The mortgage lender that funds your loan is called the originator. A loan originator may be a bank, credit union, or other type of financial institution. On the date of funding, the money flows out of the originator's hands and into yours. You then turn that money over to the seller of the home.
Once the loan is funded, the originator has the option of keeping that loan in its portfolio or selling it on the secondary market. If the originator keeps the loan, it makes money by way of the interest you pay each month. If the loan is sold, the originator replenishes its funds and can make more loans to other homebuyers. Basically, the secondary market investors keep funds circulating so that loan originators don't run out of money for new mortgages.
Here's how the secondary market affects you as a would-be homebuyer. Investors want to earn the best return possible. That level of return is determined by the current and anticipated condition of the economy. When the economy is on an upswing, future yields are expected to be better than current yields. Investors, therefore, will hold off buying until higher yields materialize. This drives mortgage interest rates up, because lenders cannot sell their loans at lower yields.
Conversely, when the economy is in a downturn, investors buy up what's available to avoid being stuck with lower yields later. This drives mortgage rates down, as investors are clamoring to buy before yields get too low.

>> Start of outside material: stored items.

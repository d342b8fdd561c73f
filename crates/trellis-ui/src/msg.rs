//! Message lookup.
//!
//! User-visible strings are referenced by key and resolved through a pluggable
//! [`MessageSource`]. Parameters are substituted positionally: `$1` is the first
//! parameter, `$2` the second, and so on. A placeholder without a matching
//! parameter is left as written, and an unknown key resolves to `[key]`.

/// Provides message templates by key.
pub trait MessageSource: Send + Sync {
    fn message(&self, key: &str) -> Option<String>;
}

const DEFAULT_MESSAGES: &[(&str, &str)] = &[
    ("trellis-dialog-action-close", "Close"),
    ("trellis-outline-control-move-down", "Move item down"),
    ("trellis-outline-control-move-up", "Move item up"),
    ("trellis-toggle-on", "On"),
    ("trellis-toggle-off", "Off"),
    ("trellis-toolbar-more", "More"),
];

/// Built-in English messages.
#[derive(Debug, Clone, Copy, Default)]
pub struct DefaultMessages;

impl MessageSource for DefaultMessages {
    fn message(&self, key: &str) -> Option<String> {
        DEFAULT_MESSAGES
            .iter()
            .find(|(k, _)| *k == key)
            .map(|(_, v)| (*v).to_string())
    }
}

/// Resolve `key` against `source` and substitute parameters.
pub fn resolve(source: &dyn MessageSource, key: &str, params: &[&str]) -> String {
    match source.message(key) {
        Some(template) => substitute(&template, params),
        None => format!("[{}]", key),
    }
}

/// Replace `$N` placeholders with `params[N - 1]`.
pub fn substitute(template: &str, params: &[&str]) -> String {
    let mut out = String::with_capacity(template.len());
    let mut rest = template;

    while let Some(pos) = rest.find('$') {
        out.push_str(&rest[..pos]);
        let after = &rest[pos + 1..];
        let digits = after.bytes().take_while(u8::is_ascii_digit).count();
        let param = after[..digits]
            .parse::<usize>()
            .ok()
            .and_then(|n| n.checked_sub(1))
            .and_then(|i| params.get(i));

        match param {
            Some(value) => out.push_str(value),
            None => out.push_str(&rest[pos..pos + 1 + digits]),
        }
        rest = &after[digits..];
    }

    out.push_str(rest);
    out
}

#[cfg(test)]
mod tests {
    use super::*;

    struct Table;

    impl MessageSource for Table {
        fn message(&self, key: &str) -> Option<String> {
            match key {
                "greeting" => Some("Hello $1, you have $2 new $3".to_string()),
                _ => None,
            }
        }
    }

    #[test]
    fn test_default_messages() {
        assert_eq!(resolve(&DefaultMessages, "trellis-toolbar-more", &[]), "More");
        assert_eq!(
            resolve(&DefaultMessages, "trellis-dialog-action-close", &[]),
            "Close"
        );
    }

    #[test]
    fn test_unknown_key() {
        assert_eq!(resolve(&DefaultMessages, "missing-key", &[]), "[missing-key]");
    }

    #[test]
    fn test_positional_substitution() {
        assert_eq!(
            resolve(&Table, "greeting", &["Ana", "3", "messages"]),
            "Hello Ana, you have 3 new messages"
        );
    }

    #[test]
    fn test_missing_param_left_in_place() {
        assert_eq!(resolve(&Table, "greeting", &["Ana"]), "Hello Ana, you have $2 new $3");
    }

    #[test]
    fn test_lone_dollar() {
        assert_eq!(substitute("costs $ and $0", &["x"]), "costs $ and $0");
        assert_eq!(substitute("$1$1", &["ab"]), "abab");
    }
}
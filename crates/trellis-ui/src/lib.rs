//! Trellis UI - stateful widget composition framework
//!
//! This crate provides reusable interface widgets built on a shared ownership
//! and event model, rendered into any host that implements
//! [`trellis_core::Document`]:
//! - Windows and dialogs with an asynchronous open/close lifecycle
//! - Toolbars whose tools are resolved from a shared registry
//! - Selectable option lists and keyboard-driven menus
//! - Popups positioned and clipped against their scroll container
//! - Autocomplete lookups with request caching and cancellation
//!
//! ## Quick Start
//!
//! ```rust,ignore
//! use std::sync::Arc;
//! use trellis_ui::{MenuConfig, MenuWidget, OptionConfig, OptionWidget, UiContext};
//!
//! let ctx = UiContext::new(document);
//! let mut menu = MenuWidget::new(&ctx, MenuConfig::default());
//! menu.add_items(
//!     vec![
//!         OptionWidget::new(&ctx, "cut", OptionConfig::menu_item("Cut")),
//!         OptionWidget::new(&ctx, "copy", OptionConfig::menu_item("Copy")),
//!     ],
//!     None,
//! );
//! menu.show();
//! ```
//!
//! The host owns the event loop: it forwards pointer and key input to the
//! widgets' `handle_*` methods and advances their timers with `update(dt)`.

pub mod clip;
pub mod context;
pub mod element;
pub mod error;
pub mod event;
pub mod group;
pub mod input;
pub mod lookup;
pub mod msg;
pub mod popup;
pub mod select;
pub mod timer;
pub mod tool;
pub mod widget;
pub mod window;

pub use clip::{ClipGeometry, ClipResult, Clippable, compute_clip};
pub use context::UiContext;
pub use element::Element;
pub use error::{UiError, UiResult};
pub use event::{Emitter, Key, KeyEvent, MouseButtonKind, PointerEvent, PointerKind, SubscriptionId};
pub use group::{Group, GroupItem};
pub use input::{TextInput, TextInputConfig, TextInputEvent};
pub use lookup::{Lookup, LookupCoordinator, LookupResponse, LookupStep, LookupWidget};
pub use msg::{DefaultMessages, MessageSource};
pub use popup::{PopupAlign, PopupButtonWidget, PopupConfig, PopupEvent, PopupWidget, Popuppable};
pub use select::{
    Direction, MenuConfig, MenuWidget, OptionConfig, OptionKind, OptionValue, OptionWidget,
    SelectEvent, SelectWidget,
};
pub use timer::Timer;
pub use tool::{
    CommandTool, PopupTool, Tool, ToolAction, ToolDescriptor, ToolEvent, ToolFactory, ToolGroup,
    ToolGroupConfig, ToolGroupKind, ToolSelector, Toolbar, ToolbarConfig, ToolbarEvent,
};
pub use widget::{
    ButtonConfig, ButtonEvent, ButtonWidget, Flags, Icon, Label, Widget, WidgetBase, WidgetId,
};
pub use window::{
    Frame, Window, WindowConfig, WindowContent, WindowData, WindowEvent, WindowFactory, WindowKind,
    WindowParts, WindowSet, WindowSetEvent,
};

// Re-export host types widgets are built against
pub use trellis_core::{Config, Document, NodeId};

Today's secondary market investors include government-chartered companies like Fannie Mae and Freddie Mac, plus insurance companies, pension funds, and securities dealers. Although Fannie Mae and Freddie Mac are different organizations, they participate in similar activities. Both can buy mortgages, and both can group mortgages together for resale in what's called mortgage-backed securities. These are highly liquid investments, meaning that they can be readily bought and sold.